Click chemistry of phenyl 1,2,3-triazole–2-pyridylpiperazine hybrids: synthesis, targeted anticancer activity, molecular modeling and computational studies

Abstract

A novel series of phenyl 1,2,3-triazole–2-pyridylpiperazine derivatives (13–23) was synthesized via Cu(I)-catalyzed azide–alkyne cycloaddition (CuAAC) click chemistry. The structures of the obtained compounds were confirmed using standard spectroscopic techniques. Their antiproliferative activities were evaluated against human colorectal (HCT-116), liver (HepG-2), and breast (MCF-7) cancer cell lines, along with normal human lung fibroblasts (WI-38) using the MTT assay.
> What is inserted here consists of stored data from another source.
use crate::dom::{Attr, is_raw_text};

use super::cursor::Cursor;

/// A single markup token. Tag and attribute names are lowercased; text and
/// attribute values have their entities decoded. Raw-text content (scripts,
/// styles) and comments are passed through verbatim.
#[derive(Debug, Clone, PartialEq, Eq)]
pub enum Token {
    Open {
        name: String,
        attrs: Vec<Attr>,
        self_closing: bool,
    },
    Close {
        name: String,
    },
    Text(String),
    Comment(String),
    Doctype(String),
}

/// A permissive HTML tokenizer.
///
/// Never fails: stray `<`, unterminated comments, and missing quotes all
/// degrade to the nearest sensible token. After an opening `<script>` or
/// `<style>` tag the tokenizer switches to raw mode until the matching close
/// tag, so entity decoding never touches code.
pub struct Tokenizer<'a> {
    cursor: Cursor<'a>,
    raw_text_until: Option<String>,
}

impl<'a> Tokenizer<'a> {
    pub fn new(input: &'a str) -> Self {
        Self {
            cursor: Cursor::new(input),
            raw_text_until: None,
        }
    }

    pub fn next_token(&mut self) -> Option<Token> {
        if let Some(name) = self.raw_text_until.take() {
            if let Some(token) = self.raw_text(&name) {
                return Some(token);
            }
            // Empty raw content: fall through to the close tag.
        }

        if self.cursor.eof() {
            return None;
        }
        if self.cursor.starts_with(b"<!--") {
            return Some(self.comment());
        }
        if self.cursor.starts_with(b"<!") {
            return Some(self.doctype());
        }
        if self.cursor.starts_with(b"</") {
            return Some(self.close_tag());
        }
        if self.cursor.starts_with(b"<?") {
            // Processing instructions are dropped wholesale.
            self.cursor.eat_while(|b| b != b'>');
            self.cursor.bump();
            return self.next_token();
        }
        if self.cursor.peek() == Some(b'<') && self.peek_tag_name_ahead() {
            return Some(self.open_tag());
        }
        Some(self.text())
    }

    fn peek_tag_name_ahead(&self) -> bool {
        self.cursor
            .peek_at(1)
            .is_some_and(|b| b.is_ascii_alphabetic())
    }

    /// True when the upcoming `<` introduces markup rather than literal text.
    fn markup_ahead(&self) -> bool {
        matches!(
            self.cursor.peek_at(1),
            Some(b) if b.is_ascii_alphabetic() || b == b'/' || b == b'!' || b == b'?'
        )
    }

    fn text(&mut self) -> Token {
        let mut text = String::new();
        loop {
            text.push_str(self.cursor.eat_while(|b| b != b'<'));
            if self.cursor.eof() || self.markup_ahead() {
                break;
            }
            // Stray `<` is literal text.
            self.cursor.bump();
            text.push('<');
        }
        Token::Text(html_escape::decode_html_entities(&text).into_owned())
    }

    fn comment(&mut self) -> Token {
        self.cursor.bump_n(4); // <!--
        match self.cursor.rest().find("-->") {
            Some(idx) => {
                let text = self.cursor.take(idx).to_string();
                self.cursor.bump_n(3);
                Token::Comment(text)
            }
            None => {
                // Unterminated comment swallows the rest of the input.
                let text = self.cursor.rest().to_string();
                self.cursor.bump_n(text.len());
                Token::Comment(text)
            }
        }
    }

    fn doctype(&mut self) -> Token {
        self.cursor.bump_n(2); // <!
        let inner = self.cursor.eat_while(|b| b != b'>').to_string();
        self.cursor.bump();
        Token::Doctype(inner)
    }

    fn close_tag(&mut self) -> Token {
        self.cursor.bump_n(2); // </
        let name = self
            .cursor
            .eat_while(|b| b.is_ascii_alphanumeric() || b == b'-')
            .to_ascii_lowercase();
        self.cursor.eat_while(|b| b != b'>');
        self.cursor.bump();
        Token::Close { name }
    }

    fn open_tag(&mut self) -> Token {
        self.cursor.bump(); // <
        let name = self
            .cursor
            .eat_while(|b| b.is_ascii_alphanumeric() || b == b'-')
            .to_ascii_lowercase();

        let mut attrs = Vec::new();
        let mut self_closing = false;
        loop {
            self.cursor.eat_while(|b| b.is_ascii_whitespace());
            match self.cursor.peek() {
                None => break,
                Some(b'>') => {
                    self.cursor.bump();
                    break;
                }
                Some(b'/') => {
                    self.cursor.bump();
                    if self.cursor.peek() == Some(b'>') {
                        self.cursor.bump();
                        self_closing = true;
                        break;
                    }
                    // Stray slash inside a tag, skip it.
                }
                Some(_) => {
                    if let Some(attr) = self.attribute() {
                        attrs.push(attr);
                    }
                }
            }
        }

        if !self_closing && is_raw_text(&name) {
            self.raw_text_until = Some(name.clone());
        }
        Token::Open {
            name,
            attrs,
            self_closing,
        }
    }

    fn attribute(&mut self) -> Option<Attr> {
        let name = self
            .cursor
            .eat_while(|b| !b.is_ascii_whitespace() && b != b'=' && b != b'>' && b != b'/');
        if name.is_empty() {
            // Not a name byte; consume one byte to guarantee progress.
            self.cursor.bump();
            return None;
        }
        let name = name.to_ascii_lowercase();

        self.cursor.eat_while(|b| b.is_ascii_whitespace());
        if self.cursor.peek() != Some(b'=') {
            return Some(Attr {
                name,
                value: String::new(),
            });
        }
        self.cursor.bump(); // =
        self.cursor.eat_while(|b| b.is_ascii_whitespace());

        let raw = match self.cursor.peek() {
            Some(quote @ (b'"' | b'\'')) => {
                self.cursor.bump();
                let value = self.cursor.eat_while(|b| b != quote);
                self.cursor.bump(); // closing quote, no-op at EOF
                value
            }
            _ => self
                .cursor
                .eat_while(|b| !b.is_ascii_whitespace() && b != b'>'),
        };
        Some(Attr {
            name,
            value: html_escape::decode_html_entities(raw).into_owned(),
        })
    }

    /// Everything up to the matching close tag, verbatim. Returns `None` when
    /// the raw content is empty.
    fn raw_text(&mut self, name: &str) -> Option<Token> {
        let needle = format!("</{name}");
        let rest = self.cursor.rest();
        let idx = rest
            .to_ascii_lowercase()
            .find(&needle)
            .unwrap_or(rest.len());
        let text = self.cursor.take(idx);
        if text.is_empty() {
            None
        } else {
            Some(Token::Text(text.to_string()))
        }
    }
}
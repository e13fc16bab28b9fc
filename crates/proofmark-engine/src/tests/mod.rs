//! Shared test helpers plus cross-module checks of the annotation
//! invariants.

use std::path::PathBuf;
use tempfile::TempDir;

use crate::annotate::{RuleSet, annotate};
use crate::parsing::parse_document;

pub fn create_test_site_dir() -> TempDir {
    TempDir::new().expect("failed to create temp dir")
}

pub fn create_test_file(dir: &TempDir, name: &str, content: &str) -> PathBuf {
    let path = dir.path().join(name);
    if let Some(parent) = path.parent() {
        std::fs::create_dir_all(parent).expect("failed to create parent dirs");
    }
    std::fs::write(&path, content).expect("failed to write test file");
    path
}

/// Per-chapter ordinals must be dense: start at 1, no gaps, no duplicates,
/// increasing with document order.
#[test]
fn ordinals_are_dense_within_each_chapter() {
    let mut html = String::new();
    for chapter in 1..=3 {
        html.push_str(&format!(
            "<h1><span class=\"chapter-number\">{chapter}</span></h1>\n"
        ));
        for _ in 0..chapter + 1 {
            html.push_str("<div class=\"proof\"></div>\n");
        }
    }

    let mut dom = parse_document(&html);
    let rules = RuleSet::default();
    annotate(&mut dom, &rules);

    let blocks = dom.select(&rules.categories[1].selector);
    let mut labels = blocks
        .iter()
        .map(|&b| dom.text_content(dom.children(b)[0]));
    for chapter in 1..=3 {
        for ordinal in 1..=chapter + 1 {
            assert_eq!(labels.next(), Some(format!("Proof {chapter}.{ordinal}")));
        }
    }
    assert_eq!(labels.next(), None);
}

/// Every block ends up with an identifier, and synthesized identifiers are
/// unique within a category.
#[test]
fn identifiers_are_assigned_and_unique() {
    let html = r#"
<h1><span class="chapter-number">1</span></h1>
<div class="problem"></div>
<div class="problem"></div>
<h1><span class="chapter-number">2</span></h1>
<div class="problem"></div>
"#;
    let mut dom = parse_document(html);
    let rules = RuleSet::default();
    annotate(&mut dom, &rules);

    let blocks = dom.select(&rules.categories[2].selector);
    let ids: Vec<&str> = blocks.iter().map(|&b| dom.attr(b, "id").unwrap()).collect();
    assert_eq!(ids, vec!["problem-1-1", "problem-1-2", "problem-2-1"]);
}
pub mod annotate;
pub mod dom;
pub mod io;
pub mod parsing;
pub mod serialize;

#[cfg(test)]
pub mod tests;

// Re-export key types for easier usage
pub use annotate::{Category, PassSummary, RuleSet, annotate};
pub use dom::{Attr, Dom, ElementData, NodeData, NodeId, Selector, SelectorError};
pub use parsing::parse_document;
pub use serialize::serialize;
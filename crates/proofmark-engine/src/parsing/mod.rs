pub mod builder;
pub mod cursor;
pub mod tokenizer;

use crate::dom::Dom;

use builder::TreeBuilder;
use tokenizer::Tokenizer;

/// Parses HTML text into a document tree.
///
/// Total over valid UTF-8: malformed markup is repaired rather than rejected
/// (see [`Tokenizer`] and [`TreeBuilder`] for the repair rules).
pub fn parse_document(html: &str) -> Dom {
    let mut tokenizer = Tokenizer::new(html);
    let mut builder = TreeBuilder::new();
    while let Some(token) = tokenizer.next_token() {
        builder.push(token);
    }
    builder.finish()
}
use crate::model::ShotSpec;

pub const SHOT_LIST_SYSTEM_PROMPT: &str = "\
You are a Script Analysis Engine. Your task is to break down the provided \
creative input (script, treatment, or concept) into a sequence of discrete \
shots. For each shot, provide a unique 'shot_id' (e.g., 'ep1_scene1_shot1') \
and a concise, 1-2 sentence natural language 'pitch' describing the shot's \
action and mood. Your final output MUST be a single, valid JSON array of \
objects, where each object contains only the 'shot_id' and 'pitch' keys. Do \
not output any other text or explanation.";

pub const SHOT_SPEC_SYSTEM_PROMPT: &str = "\
You are a Script Analysis Engine that transforms unstructured creative input \
into structured production specifications for a video generation system.

YOUR TASK:
1. Read the user's FULL SCRIPT CONTEXT.
2. Based on the FULL SCRIPT CONTEXT and the PITCH for a single shot, generate \
ONE complete, valid JSON object following the schema below.
3. The 'shot_id' in the generated JSON MUST EXACTLY MATCH the provided shot_id.
4. Output only the single, valid JSON object. No other text, explanation, or \
markdown formatting. Double quotes inside a string value must be escaped.

JSON SCHEMA:
{
  \"shot_id\": \"string\",
  \"scene\": {
    \"context\": \"environmental description (location, time of day, atmosphere)\",
    \"visual_style\": \"e.g. cinematic realism, high-contrast noir\",
    \"lighting\": \"e.g. hard key from right, golden hour backlight\",
    \"mood\": \"e.g. serene, tense, isolation\",
    \"aspect_ratio\": \"16:9 or 9:16\",
    \"duration_s\": 4, 6 or 8
  },
  \"character\": {
    \"name\": \"character identifier from script\",
    \"gender_age\": \"e.g. male, mid-30s\",
    \"description_lock\": \"phrase to lock identity across shots\",
    \"behavior\": \"physical actions, posture, gait\",
    \"expression\": \"facial micro-expressions\"
  },
  \"camera\": {
    \"shot_call\": \"shot type + angle, e.g. Low-Angle Medium Shot\",
    \"movement\": \"motion + speed, e.g. Slow Dolly In over 5s\",
    \"negatives\": \"comma-separated artifact preventions\"
  },
  \"audio\": {
    \"dialogue\": \"TTS-normalized spoken words\",
    \"delivery\": \"pitch/pace/quality\",
    \"ambience\": \"environmental sounds\",
    \"sfx\": \"timed sound effects\"
  },
  \"flags\": {
    \"continuity_lock\": true,
    \"do_not\": [], \"anti_artifacts\": [], \"conflicts\": [], \"warnings\": [], \"cv_updates\": []
  }
}

CONTINUITY RULES:
- character.description_lock is mandatory and must be repeated verbatim for \
the same character across shots.
- Follow the 180-degree rule; match lighting source and color temperature \
between adjacent shots.
- Shot pacing guide: extreme wide 7-8s, wide 6-8s, medium 5-7s, close-up \
3-5s, extreme close-up 3-4s.";

pub fn spec_user_prompt(pitch: &str, shot_id: &str, full_script: &str) -> String {
    format!(
        "FULL SCRIPT CONTEXT:\n---\n{}\n---\n\n\
         SHOT TO GENERATE:\n---\nshot_id: \"{}\"\npitch: \"{}\"\n---",
        full_script, shot_id, pitch
    )
}

pub fn keyframe_prompt(spec: &ShotSpec) -> String {
    format!(
        "Generate a single, cinematic keyframe image of the character '{name}'. \
         Style: {style}. Scene: {context}. Action: {behavior}. Shot: {shot_call}. \
         Lighting: {lighting}. When using reference images, ensure the character \
         depicted matches the name '{name}'.",
        name = spec.character.name,
        style = spec.scene.visual_style,
        context = spec.scene.context,
        behavior = spec.character.behavior,
        shot_call = spec.camera.shot_call,
        lighting = spec.scene.lighting,
    )
}

#[cfg(test)]
mod tests {
    use super::*;
    use crate::model::{AudioSpec, CameraSpec, CharacterSpec, SceneSpec, SpecFlags};

    #[test]
    fn test_spec_user_prompt_contains_shot_identity() {
        let prompt = spec_user_prompt("Robot wakes", "s1", "A robot wakes up.");
        assert!(prompt.contains("shot_id: \"s1\""));
        assert!(prompt.contains("pitch: \"Robot wakes\""));
        assert!(prompt.contains("A robot wakes up."));
    }

    #[test]
    fn test_keyframe_prompt_pulls_from_spec() {
        let spec = ShotSpec {
            shot_id: "s1".to_string(),
            scene: SceneSpec {
                context: "Server room".to_string(),
                visual_style: "Cinematic realism".to_string(),
                lighting: "Cold blue glow".to_string(),
                mood: "Isolation".to_string(),
                aspect_ratio: "16:9".to_string(),
                duration_s: 6,
            },
            character: CharacterSpec {
                name: "ARI".to_string(),
                gender_age: String::new(),
                description_lock: "Chrome faceplate".to_string(),
                behavior: "Sits up slowly".to_string(),
                expression: "Blank".to_string(),
            },
            camera: CameraSpec {
                shot_call: "Eye-Level Close-Up".to_string(),
                movement: "Static".to_string(),
                negatives: None,
            },
            audio: AudioSpec {
                dialogue: String::new(),
                delivery: "None".to_string(),
                ambience: None,
                sfx: None,
            },
            flags: SpecFlags::default(),
        };

        let prompt = keyframe_prompt(&spec);
        assert!(prompt.contains("'ARI'"));
        assert!(prompt.contains("Server room"));
        assert!(prompt.contains("Eye-Level Close-Up"));
    }
}
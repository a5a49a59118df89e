use chrono::Local;
use serde::{Deserialize, Serialize};

#[derive(Serialize, Deserialize, Clone, Copy, Debug, PartialEq, Eq)]
pub enum LogCategory {
    Info,
    Step,
    Success,
    Error,
}

#[derive(Serialize, Deserialize, Clone, Debug)]
pub struct LogEntry {
    /// Wall-clock time of day, HH:MM:SS.
    pub timestamp: String,
    pub message: String,
    pub category: LogCategory,
}

/// Append-only event list for one generation run. Cleared when a new run
/// starts.
#[derive(Default, Clone, Debug)]
pub struct ActivityLog {
    entries: Vec<LogEntry>,
}

impl ActivityLog {
    pub fn append(&mut self, message: impl Into<String>, category: LogCategory) {
        self.entries.push(LogEntry {
            timestamp: Local::now().format("%H:%M:%S").to_string(),
            message: message.into(),
            category,
        });
    }

    pub fn clear(&mut self) {
        self.entries.clear();
    }

    pub fn entries(&self) -> &[LogEntry] {
        &self.entries
    }

    pub fn len(&self) -> usize {
        self.entries.len()
    }

    pub fn is_empty(&self) -> bool {
        self.entries.is_empty()
    }
}
pub mod activity;
pub mod book;
pub mod config;
pub mod generation;
pub mod model;
pub mod pipeline;
pub mod prompts;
Several derivatives exhibited significant cytotoxic activity, with compounds 15 and 18 showing potent inhibitory effects comparable to doxorubicin. Molecular docking and molecular dynamics simulations suggested stable binding interactions of the most active compound with the EGFR receptor. In silico drug-likeness and ADME analyses indicated acceptable pharmacokinetic properties for most compounds. These findings suggest that phenyl 1,2,3-triazole–2-pyridylpiperazine derivatives, particularly compound 15, may serve as promising lead candidates for the development of new anticancer agents.